_INPUT DATA:_

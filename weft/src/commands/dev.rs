use std::path::PathBuf;

use clap::Args;
use eyre::Result;
use notify::{RecursiveMode, Watcher};
use tracing::{debug, error, warn};
use weft_core::Config;

use super::{GlobalArgs, UnwrapOrExit};
use crate::pipeline::{DevState, glob_base, rebuild_and_serve};

#[derive(Args)]
pub struct DevCommand {}

impl DevCommand {
    pub async fn run(&self, globals: &GlobalArgs) -> Result<()> {
        watch_loop("dev", globals, &|| globals.load_config()).await
    }
}

/// Watch inputs and re-run the pipeline on change.
///
/// Triggers that arrive while a rebuild is in flight collapse into a single
/// pending slot (a bounded channel of capacity one), so there is at most one
/// run executing and at most one catch-up run queued. In-flight runs are
/// never cancelled.
pub(crate) async fn watch_loop(
    command: &str,
    globals: &GlobalArgs,
    load: &dyn Fn() -> weft_core::Result<(Config, PathBuf)>,
) -> Result<()> {
    let (config, root) = load().unwrap_or_exit();
    let mut state = DevState::new();
    rebuild_and_serve(command, &config, &root, globals, &mut state)
        .await
        .unwrap_or_exit();

    let (tx, mut rx) = tokio::sync::mpsc::channel::<()>(1);
    let mut watcher = notify::recommended_watcher(move |event: notify::Result<notify::Event>| {
        if event.is_ok() {
            // Full channel means a run is already pending; drop the trigger.
            let _ = tx.try_send(());
        }
    })?;

    for pattern in &config.tool_globs {
        let base = root.join(glob_base(pattern));
        if let Err(err) = watcher.watch(&base, RecursiveMode::Recursive) {
            warn!(path = %base.display(), %err, "unable to watch glob base");
        }
    }
    for resource in &config.app_resources {
        let entry = root.join(&resource.entry);
        if let Err(err) = watcher.watch(&entry, RecursiveMode::NonRecursive) {
            warn!(path = %entry.display(), %err, "unable to watch entry");
        }
    }
    if let Err(err) = watcher.watch(&globals.config, RecursiveMode::NonRecursive) {
        warn!(path = %globals.config.display(), %err, "unable to watch config");
    }

    loop {
        tokio::select! {
            _ = tokio::signal::ctrl_c() => break,
            received = rx.recv() => {
                if received.is_none() {
                    break;
                }
                debug!("change detected; rebuilding");
                // Reload so config edits take effect on the next run.
                match load() {
                    Ok((config, root)) => {
                        if let Err(err) = rebuild_and_serve(command, &config, &root, globals, &mut state).await {
                            error!("{err}");
                        }
                    }
                    Err(err) => error!("config reload failed: {err}"),
                }
            }
        }
    }

    if let Some(server) = state.server.take() {
        server.stop().await;
    }
    Ok(())
}
//! Shared foundation for the Weft toolchain: the diagnostic model, the
//! `weft.toml` configuration, the persisted manifest data model, and the
//! `ui://` resource URI grammar.
//!
//! Pipeline stages (`weft-extract`, `weft-build`, `weft-verify`) are pure
//! functions of their inputs plus the persisted manifests from the previous
//! stage; this crate owns everything they share.

pub mod config;
pub mod diagnostic;
pub mod error;
pub mod manifest;
pub mod uri;

pub use config::{AppResource, Config, WeftToml, env_bool};
pub use diagnostic::{
    Diagnostic, DiagnosticCode, DiagnosticSink, Severity, stage_success, verify_success,
};
pub use error::{Error, Result};
pub use manifest::{
    AppsManifest, AppsManifestEntry, ManifestLoad, ToolDefinition, ToolManifest,
    UiComponentDeclaration, VerifyReport,
};
pub use uri::ResourceUri;
use std::path::{Path, PathBuf};

use clap::Args;
use eyre::Result;
use weft_core::config::AppResource;
use weft_core::uri::sanitize_resource_segment;
use weft_core::Config;

use super::dev::watch_loop;
use super::{GlobalArgs, UnwrapOrExit};

const PREVIEW_TEMPLATE: &str = r##"import React, { useEffect, useState } from "react";
import { createRoot } from "react-dom/client";

const PREVIEW_TOOL_ID = "__TOOL_ID__";
const PREVIEW_RESOURCE_URI = "__RESOURCE_URI__";

const App = () => {
  const [result, setResult] = useState<any>(null);
  const [error, setError] = useState<string | null>(null);

  useEffect(() => {
    fetch(`/tools/${PREVIEW_TOOL_ID}`, {
      method: "POST",
      headers: { "Content-Type": "application/json" },
      body: JSON.stringify({}),
    })
      .then((res) => res.json())
      .then(setResult)
      .catch(() => setError("Failed to reach the dev server."));
  }, []);

  return (
    <div style={{ fontFamily: "Inter, system-ui, sans-serif", padding: 24, maxWidth: 720, margin: "0 auto" }}>
      <h1 style={{ marginBottom: 4 }}>{PREVIEW_TOOL_ID}</h1>
      <p style={{ color: "#555", marginBottom: 16 }}>{PREVIEW_RESOURCE_URI}</p>
      {error && <div style={{ color: "#b91c1c" }}>{error}</div>}
      <pre style={{ background: "#f4f6fb", padding: 16, borderRadius: 8, overflow: "auto" }}>
        {result ? JSON.stringify(result, null, 2) : "Calling tool..."}
      </pre>
    </div>
  );
};

const container = document.getElementById("root");
if (container) {
  createRoot(container).render(<App />);
}
"##;

#[derive(Args)]
pub struct PreviewCommand {
    /// Tool id to preview
    #[arg(long = "tool")]
    pub tool: String,

    /// Resource URI to use (default ui://preview/<tool>)
    #[arg(long)]
    pub resource: Option<String>,

    /// Entry file for the preview UI (default <out_dir>/preview-ui/main.tsx)
    #[arg(long)]
    pub entry: Option<PathBuf>,

    /// Open the browser when ready
    #[arg(long)]
    pub open: bool,
}

impl PreviewCommand {
    pub async fn run(&self, globals: &GlobalArgs) -> Result<()> {
        let (base, root) = globals.load_config().unwrap_or_exit();

        let resource_uri = self.resource.clone().unwrap_or_else(|| {
            let segment = sanitize_resource_segment(&self.tool);
            let segment = if segment.is_empty() {
                "resource".to_string()
            } else {
                segment
            };
            format!("ui://preview/{segment}")
        });
        let entry = self
            .entry
            .clone()
            .unwrap_or_else(|| base.out_dir.join("preview-ui").join("main.tsx"));

        self.materialize_preview_ui(&root.join(&entry), &resource_uri)
            .await?;

        let load = || -> weft_core::Result<(Config, PathBuf)> {
            let (base, root) = globals.load_config()?;
            Ok((self.preview_config(base, &resource_uri, &entry), root))
        };
        watch_loop("preview", globals, &load).await
    }

    /// Derive a single-resource config pointed at the preview outputs.
    fn preview_config(&self, mut base: Config, resource_uri: &str, entry: &Path) -> Config {
        base.name = format!("{}-preview", base.name);
        base.app_resources = vec![AppResource {
            tool_id: self.tool.clone(),
            resource_uri: resource_uri.to_string(),
            entry: entry.display().to_string(),
            standalone: Some(true),
        }];
        base.out_dir = base.out_dir.join("preview");
        base.dist_dir = base.dist_dir.join("preview");
        base.server.open_browser = base.server.open_browser || self.open;
        base
    }

    async fn materialize_preview_ui(&self, entry: &Path, resource_uri: &str) -> Result<()> {
        if entry.exists() {
            return Ok(());
        }
        if let Some(parent) = entry.parent() {
            tokio::fs::create_dir_all(parent).await?;
        }
        let contents = PREVIEW_TEMPLATE
            .replace("__TOOL_ID__", &self.tool)
            .replace("__RESOURCE_URI__", resource_uri);
        tokio::fs::write(entry, contents).await?;
        Ok(())
    }
}
#[cfg(feature = "tracing")]
macro_rules! gtrace {
    ($($tt:tt)*) => {
        tracing::trace!(target: "gridmap", $($tt)*)
    };
}

#[cfg(not(feature = "tracing"))]
macro_rules! gtrace {
    ($($tt:tt)*) => {};
}

#[cfg(feature = "tracing")]
macro_rules! gdebug {
    ($($tt:tt)*) => {
        tracing::debug!(target: "gridmap", $($tt)*)
    };
}

#[cfg(not(feature = "tracing"))]
macro_rules! gdebug {
    ($($tt:tt)*) => {};
}

#[cfg(feature = "tracing")]
macro_rules! gwarn {
    ($($tt:tt)*) => {
        tracing::warn!(target: "gridmap", $($tt)*)
    };
}

#[cfg(not(feature = "tracing"))]
macro_rules! gwarn {
    ($($tt:tt)*) => {};
}
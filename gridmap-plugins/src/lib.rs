//! Plugin helpers for the `gridmap` crate.
//!
//! `gridmap` only knows about maps and index spaces. Grid features are built on top of it by
//! registering a uniquely named map at enablement and unregistering it at disablement. This
//! crate provides small, framework-neutral versions of the common ones:
//!
//! - [`HiddenIndexes`] / [`TrimmedIndexes`]: hide or trim rows/columns
//! - [`SizeMap`]: per-row/column sizes that follow their index through moves
//! - [`HeaderBindings`]: header numbers bound to rows rather than to visual positions
//! - [`moving`] and [`navigation`]: drag-and-drop moves and keyboard traversal
//! - [`Grid`]: a row and a column mapper translating cell coordinates together
//!
//! Every helper talks to [`gridmap::IndexMapper`] through its public API only.
#![cfg_attr(not(feature = "std"), no_std)]
#![forbid(unsafe_code)]

extern crate alloc;

#[cfg(test)]
extern crate std;

#[macro_use]
mod macros;

mod bindings;
mod grid;
mod hidden;
pub mod moving;
pub mod navigation;
mod sizes;
mod trimmed;


pub use bindings::HeaderBindings;
pub use grid::{CellCoords, Grid};
pub use hidden::HiddenIndexes;
pub use sizes::SizeMap;
pub use trimmed::TrimmedIndexes;

use alloc::vec::Vec;

use gridmap::{Error, IndexMapper, Result};

/// Resolves visual indexes to physical ones, failing on the first one out of range.
pub(crate) fn physical_indexes(mapper: &IndexMapper, visual: &[usize]) -> Result<Vec<usize>> {
    visual
        .iter()
        .map(|&index| {
            mapper
                .physical_from_visual(index)
                .ok_or(Error::VisualIndexOutOfRange {
                    index,
                    length: mapper.not_trimmed_indexes_length(),
                })
        })
        .collect()
}

pub(crate) fn check_physical(mapper: &IndexMapper, physical: &[usize]) -> Result<()> {
    let length = mapper.number_of_indexes();
    match physical.iter().find(|&&index| index >= length) {
        Some(&index) => Err(Error::PhysicalIndexOutOfRange { index, length }),
        None => Ok(()),
    }
}
use alloc::boxed::Box;
use alloc::string::String;
use alloc::vec::Vec;
use core::any::Any;

use crate::{Error, IndexMap, Result};

/// The structural operations a collection forwards to its members.
///
/// This trait is object safe so heterogeneous value maps can share one collection.
pub trait IndexMapOps {
    fn init(&mut self, length: usize);
    fn insert(&mut self, position: usize, inserted: &[usize]);
    fn remove(&mut self, removed: &[usize]);
    fn len(&self) -> usize;
    fn revision(&self) -> u64;

    fn is_empty(&self) -> bool {
        self.len() == 0
    }
}

impl<T: Clone> IndexMapOps for IndexMap<T> {
    fn init(&mut self, length: usize) {
        IndexMap::init(self, length);
    }

    fn insert(&mut self, position: usize, inserted: &[usize]) {
        IndexMap::insert(self, position, inserted);
    }

    fn remove(&mut self, removed: &[usize]) {
        IndexMap::remove(self, removed);
    }

    fn len(&self) -> usize {
        IndexMap::len(self)
    }

    fn revision(&self) -> u64 {
        IndexMap::revision(self)
    }
}

/// A type-erased [`IndexMap`] that can be downcast back to its concrete value type.
pub trait AnyIndexMap: IndexMapOps + Any {
    fn as_any(&self) -> &dyn Any;
    fn as_any_mut(&mut self) -> &mut dyn Any;
}

impl<T: Clone + 'static> AnyIndexMap for IndexMap<T> {
    fn as_any(&self) -> &dyn Any {
        self
    }

    fn as_any_mut(&mut self) -> &mut dyn Any {
        self
    }
}

impl IndexMapOps for Box<dyn AnyIndexMap> {
    fn init(&mut self, length: usize) {
        (**self).init(length);
    }

    fn insert(&mut self, position: usize, inserted: &[usize]) {
        (**self).insert(position, inserted);
    }

    fn remove(&mut self, removed: &[usize]) {
        (**self).remove(removed);
    }

    fn len(&self) -> usize {
        (**self).len()
    }

    fn revision(&self) -> u64 {
        (**self).revision()
    }
}

/// An ordered, named set of maps sharing one purpose.
///
/// Structural operations are fanned out to every member in registration order. Name
/// uniqueness is only checked within this collection; the mapper enforces it across all of
/// its collections.
pub struct MapCollection<M> {
    entries: Vec<(String, M)>,
}

impl<M> Default for MapCollection<M> {
    fn default() -> Self {
        Self {
            entries: Vec::new(),
        }
    }
}

impl<M: IndexMapOps> MapCollection<M> {
    pub fn new() -> Self {
        Self::default()
    }

    pub fn register(&mut self, name: impl Into<String>, map: M) -> Result<&mut M> {
        let name = name.into();
        if self.position(&name).is_some() {
            return Err(Error::DuplicateName { name });
        }
        let index = self.entries.len();
        self.entries.push((name, map));
        Ok(&mut self.entries[index].1)
    }

    /// Removes the map registered under `name`. No-op (returns `None`) when absent.
    pub fn unregister(&mut self, name: &str) -> Option<M> {
        let position = self.position(name)?;
        Some(self.entries.remove(position).1)
    }

    pub fn get(&self, name: &str) -> Option<&M> {
        self.entries
            .iter()
            .find(|(entry, _)| entry == name)
            .map(|(_, map)| map)
    }

    pub fn get_mut(&mut self, name: &str) -> Option<&mut M> {
        self.entries
            .iter_mut()
            .find(|(entry, _)| entry == name)
            .map(|(_, map)| map)
    }

    pub fn len(&self) -> usize {
        self.entries.len()
    }

    pub fn is_empty(&self) -> bool {
        self.entries.is_empty()
    }

    /// Names in registration order.
    pub fn names(&self) -> impl Iterator<Item = &str> + '_ {
        self.entries.iter().map(|(name, _)| name.as_str())
    }

    /// Members in registration order.
    pub fn iter(&self) -> impl Iterator<Item = (&str, &M)> + '_ {
        self.entries.iter().map(|(name, map)| (name.as_str(), map))
    }

    pub fn init_every(&mut self, length: usize) {
        for (_, map) in &mut self.entries {
            map.init(length);
        }
    }

    pub fn insert_to_every(&mut self, position: usize, inserted: &[usize]) {
        for (_, map) in &mut self.entries {
            map.insert(position, inserted);
        }
    }

    pub fn remove_from_every(&mut self, removed: &[usize]) {
        for (_, map) in &mut self.entries {
            map.remove(removed);
        }
    }

    fn position(&self, name: &str) -> Option<usize> {
        self.entries.iter().position(|(entry, _)| entry == name)
    }
}

impl<M> core::fmt::Debug for MapCollection<M> {
    fn fmt(&self, f: &mut core::fmt::Formatter<'_>) -> core::fmt::Result {
        f.debug_list()
            .entries(self.entries.iter().map(|(name, _)| name))
            .finish()
    }
}
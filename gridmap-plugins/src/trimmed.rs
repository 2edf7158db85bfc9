use alloc::string::String;
use alloc::vec::Vec;

use gridmap::{IndexMap, IndexMapper, Result};

use crate::check_physical;

/// Removes rows or columns from the visual space (e.g. filtered out) without deleting them.
///
/// Trimming is addressed by physical index: once trimmed, an index has no visual index left
/// to address it by.
#[derive(Clone, Debug, PartialEq, Eq)]
pub struct TrimmedIndexes {
    name: String,
}

impl TrimmedIndexes {
    pub const DEFAULT_NAME: &'static str = "trimmed";

    pub fn register(mapper: &mut IndexMapper) -> Result<Self> {
        Self::register_with_name(mapper, Self::DEFAULT_NAME)
    }

    pub fn register_with_name(mapper: &mut IndexMapper, name: impl Into<String>) -> Result<Self> {
        let name = name.into();
        mapper.register_map(name.as_str(), IndexMap::trimming())?;
        pdebug!(name = name.as_str(), "TrimmedIndexes::register");
        Ok(Self { name })
    }

    pub fn name(&self) -> &str {
        &self.name
    }

    pub fn trim(&self, mapper: &mut IndexMapper, physical: &[usize]) -> Result<()> {
        self.set(mapper, physical, true)
    }

    pub fn untrim(&self, mapper: &mut IndexMapper, physical: &[usize]) -> Result<()> {
        self.set(mapper, physical, false)
    }

    pub fn untrim_all(&self, mapper: &mut IndexMapper) -> Result<()> {
        mapper.update_map::<bool, _>(&self.name, |map| {
            if map.values().iter().any(|&trimmed| trimmed) {
                map.clear();
            }
        })
    }

    pub fn is_trimmed(&self, mapper: &IndexMapper, physical: usize) -> bool {
        mapper
            .map::<bool>(&self.name)
            .and_then(|map| map.value_at(physical).copied())
            .unwrap_or(false)
    }

    /// Physical indexes trimmed by this plugin, ascending.
    pub fn trimmed_indexes(&self, mapper: &IndexMapper) -> Vec<usize> {
        mapper
            .map::<bool>(&self.name)
            .map(|map| map.flagged_indexes())
            .unwrap_or_default()
    }

    pub fn disable(self, mapper: &mut IndexMapper) -> bool {
        mapper.unregister_map(&self.name)
    }

    fn set(&self, mapper: &mut IndexMapper, physical: &[usize], trimmed: bool) -> Result<()> {
        check_physical(mapper, physical)?;
        mapper.update_map::<bool, _>(&self.name, |map| {
            for &index in physical {
                if map.value_at(index) != Some(&trimmed) {
                    map.set_value_at(index, trimmed);
                }
            }
        })
    }
}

_PROBLEM TO SOLVE:_
Whenever the string "received" shows up in a line above, copy that line.

_ANSWER TO THE PROBLEM:_
            received = rx.recv() => {
                if received.is_none() {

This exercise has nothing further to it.